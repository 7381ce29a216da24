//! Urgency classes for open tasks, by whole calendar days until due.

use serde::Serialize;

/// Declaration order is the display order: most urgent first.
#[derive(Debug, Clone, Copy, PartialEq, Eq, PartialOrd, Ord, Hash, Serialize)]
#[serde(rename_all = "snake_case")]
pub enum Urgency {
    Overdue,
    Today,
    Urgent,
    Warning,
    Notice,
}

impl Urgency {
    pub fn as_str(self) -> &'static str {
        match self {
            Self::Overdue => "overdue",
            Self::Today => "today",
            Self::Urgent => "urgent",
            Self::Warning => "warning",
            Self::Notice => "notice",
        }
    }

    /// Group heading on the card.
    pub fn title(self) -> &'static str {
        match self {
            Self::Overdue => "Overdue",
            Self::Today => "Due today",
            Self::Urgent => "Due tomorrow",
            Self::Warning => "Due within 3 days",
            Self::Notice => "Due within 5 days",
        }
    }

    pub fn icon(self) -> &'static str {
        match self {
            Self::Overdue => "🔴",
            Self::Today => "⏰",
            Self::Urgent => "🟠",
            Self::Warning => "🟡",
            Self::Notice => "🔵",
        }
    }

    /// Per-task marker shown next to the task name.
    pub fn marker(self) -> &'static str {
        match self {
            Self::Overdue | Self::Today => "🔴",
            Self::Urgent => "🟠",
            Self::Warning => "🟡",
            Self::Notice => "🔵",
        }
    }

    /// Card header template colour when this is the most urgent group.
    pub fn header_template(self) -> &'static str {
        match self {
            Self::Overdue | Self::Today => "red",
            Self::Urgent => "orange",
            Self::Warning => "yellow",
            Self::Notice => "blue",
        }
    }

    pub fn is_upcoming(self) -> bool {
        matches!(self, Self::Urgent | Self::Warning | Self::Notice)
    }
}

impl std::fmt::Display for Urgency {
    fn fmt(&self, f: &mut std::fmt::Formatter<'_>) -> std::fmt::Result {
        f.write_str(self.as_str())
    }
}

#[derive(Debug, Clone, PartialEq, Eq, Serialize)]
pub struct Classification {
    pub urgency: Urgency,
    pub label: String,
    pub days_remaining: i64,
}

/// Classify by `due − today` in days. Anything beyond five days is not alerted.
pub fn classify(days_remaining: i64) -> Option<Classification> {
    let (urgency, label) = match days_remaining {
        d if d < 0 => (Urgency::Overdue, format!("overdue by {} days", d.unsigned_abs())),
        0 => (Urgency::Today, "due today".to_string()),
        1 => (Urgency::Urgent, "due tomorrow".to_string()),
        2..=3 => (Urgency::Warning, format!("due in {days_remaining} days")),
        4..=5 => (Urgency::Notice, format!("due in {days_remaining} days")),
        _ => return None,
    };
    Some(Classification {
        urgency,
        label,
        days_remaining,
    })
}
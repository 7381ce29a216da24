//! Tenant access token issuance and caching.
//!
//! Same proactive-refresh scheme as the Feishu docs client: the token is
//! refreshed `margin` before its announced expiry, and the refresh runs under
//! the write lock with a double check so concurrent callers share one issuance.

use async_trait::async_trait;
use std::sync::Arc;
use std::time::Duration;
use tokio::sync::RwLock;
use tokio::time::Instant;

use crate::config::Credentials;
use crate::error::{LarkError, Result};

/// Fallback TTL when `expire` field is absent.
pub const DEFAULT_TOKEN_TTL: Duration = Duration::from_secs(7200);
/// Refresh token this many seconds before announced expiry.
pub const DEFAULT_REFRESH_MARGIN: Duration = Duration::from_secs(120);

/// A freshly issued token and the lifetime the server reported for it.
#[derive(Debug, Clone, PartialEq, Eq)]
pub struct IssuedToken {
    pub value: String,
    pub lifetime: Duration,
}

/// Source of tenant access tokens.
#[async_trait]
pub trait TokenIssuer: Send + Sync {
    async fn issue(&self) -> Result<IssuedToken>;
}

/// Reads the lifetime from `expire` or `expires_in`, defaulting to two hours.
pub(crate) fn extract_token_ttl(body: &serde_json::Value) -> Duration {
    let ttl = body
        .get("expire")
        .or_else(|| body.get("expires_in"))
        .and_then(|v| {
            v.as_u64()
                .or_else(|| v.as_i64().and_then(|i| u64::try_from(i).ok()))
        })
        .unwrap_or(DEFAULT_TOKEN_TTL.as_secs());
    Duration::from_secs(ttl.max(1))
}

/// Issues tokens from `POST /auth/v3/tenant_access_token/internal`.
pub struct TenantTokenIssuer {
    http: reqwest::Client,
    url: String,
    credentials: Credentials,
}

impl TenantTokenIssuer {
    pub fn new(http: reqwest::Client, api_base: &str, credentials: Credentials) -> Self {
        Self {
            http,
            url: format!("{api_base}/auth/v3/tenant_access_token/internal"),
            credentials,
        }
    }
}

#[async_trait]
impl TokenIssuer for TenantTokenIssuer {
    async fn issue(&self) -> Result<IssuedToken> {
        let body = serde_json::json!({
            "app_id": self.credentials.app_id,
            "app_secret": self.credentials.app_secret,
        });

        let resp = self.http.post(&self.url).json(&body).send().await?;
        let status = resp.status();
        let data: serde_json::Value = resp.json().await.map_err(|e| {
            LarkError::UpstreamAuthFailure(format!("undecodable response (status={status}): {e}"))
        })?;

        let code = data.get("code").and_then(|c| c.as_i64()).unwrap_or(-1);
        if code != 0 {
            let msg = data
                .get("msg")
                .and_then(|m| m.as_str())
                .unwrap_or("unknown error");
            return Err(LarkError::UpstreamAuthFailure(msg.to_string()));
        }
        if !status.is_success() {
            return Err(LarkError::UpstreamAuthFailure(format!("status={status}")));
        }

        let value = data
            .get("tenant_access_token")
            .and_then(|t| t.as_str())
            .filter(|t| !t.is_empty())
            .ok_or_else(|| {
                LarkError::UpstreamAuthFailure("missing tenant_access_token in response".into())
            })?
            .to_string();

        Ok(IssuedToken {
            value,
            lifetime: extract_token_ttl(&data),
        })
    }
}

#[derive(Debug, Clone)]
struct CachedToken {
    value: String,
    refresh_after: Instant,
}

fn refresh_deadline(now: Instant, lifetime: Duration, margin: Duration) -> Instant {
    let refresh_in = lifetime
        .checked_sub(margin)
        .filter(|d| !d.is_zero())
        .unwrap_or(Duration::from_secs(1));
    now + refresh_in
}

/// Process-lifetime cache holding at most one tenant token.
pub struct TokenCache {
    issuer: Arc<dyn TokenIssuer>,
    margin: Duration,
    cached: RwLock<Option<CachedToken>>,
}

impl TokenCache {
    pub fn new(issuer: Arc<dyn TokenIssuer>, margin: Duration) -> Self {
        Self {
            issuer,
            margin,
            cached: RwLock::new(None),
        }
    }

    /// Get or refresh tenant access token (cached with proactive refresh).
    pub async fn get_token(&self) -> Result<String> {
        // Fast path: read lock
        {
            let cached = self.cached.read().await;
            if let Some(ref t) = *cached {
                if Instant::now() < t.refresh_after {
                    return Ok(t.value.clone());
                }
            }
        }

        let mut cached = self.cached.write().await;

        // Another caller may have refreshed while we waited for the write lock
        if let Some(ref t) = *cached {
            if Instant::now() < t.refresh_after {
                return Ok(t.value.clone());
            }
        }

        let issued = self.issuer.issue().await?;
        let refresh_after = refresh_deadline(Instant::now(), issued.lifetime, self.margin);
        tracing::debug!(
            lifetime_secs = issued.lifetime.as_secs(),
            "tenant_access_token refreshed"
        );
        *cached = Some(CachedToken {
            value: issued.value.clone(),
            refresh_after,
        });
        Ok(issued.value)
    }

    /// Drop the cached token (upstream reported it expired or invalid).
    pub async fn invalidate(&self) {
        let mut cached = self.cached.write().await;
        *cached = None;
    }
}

::::

- [What the exercise asks]: Your response should contain each line of the listing in which the word "tomorrow" occurs.

- [Answer to this exercise]:
            Self::Urgent => "Due tomorrow",
        1 => (Urgency::Urgent, "due tomorrow".to_string()),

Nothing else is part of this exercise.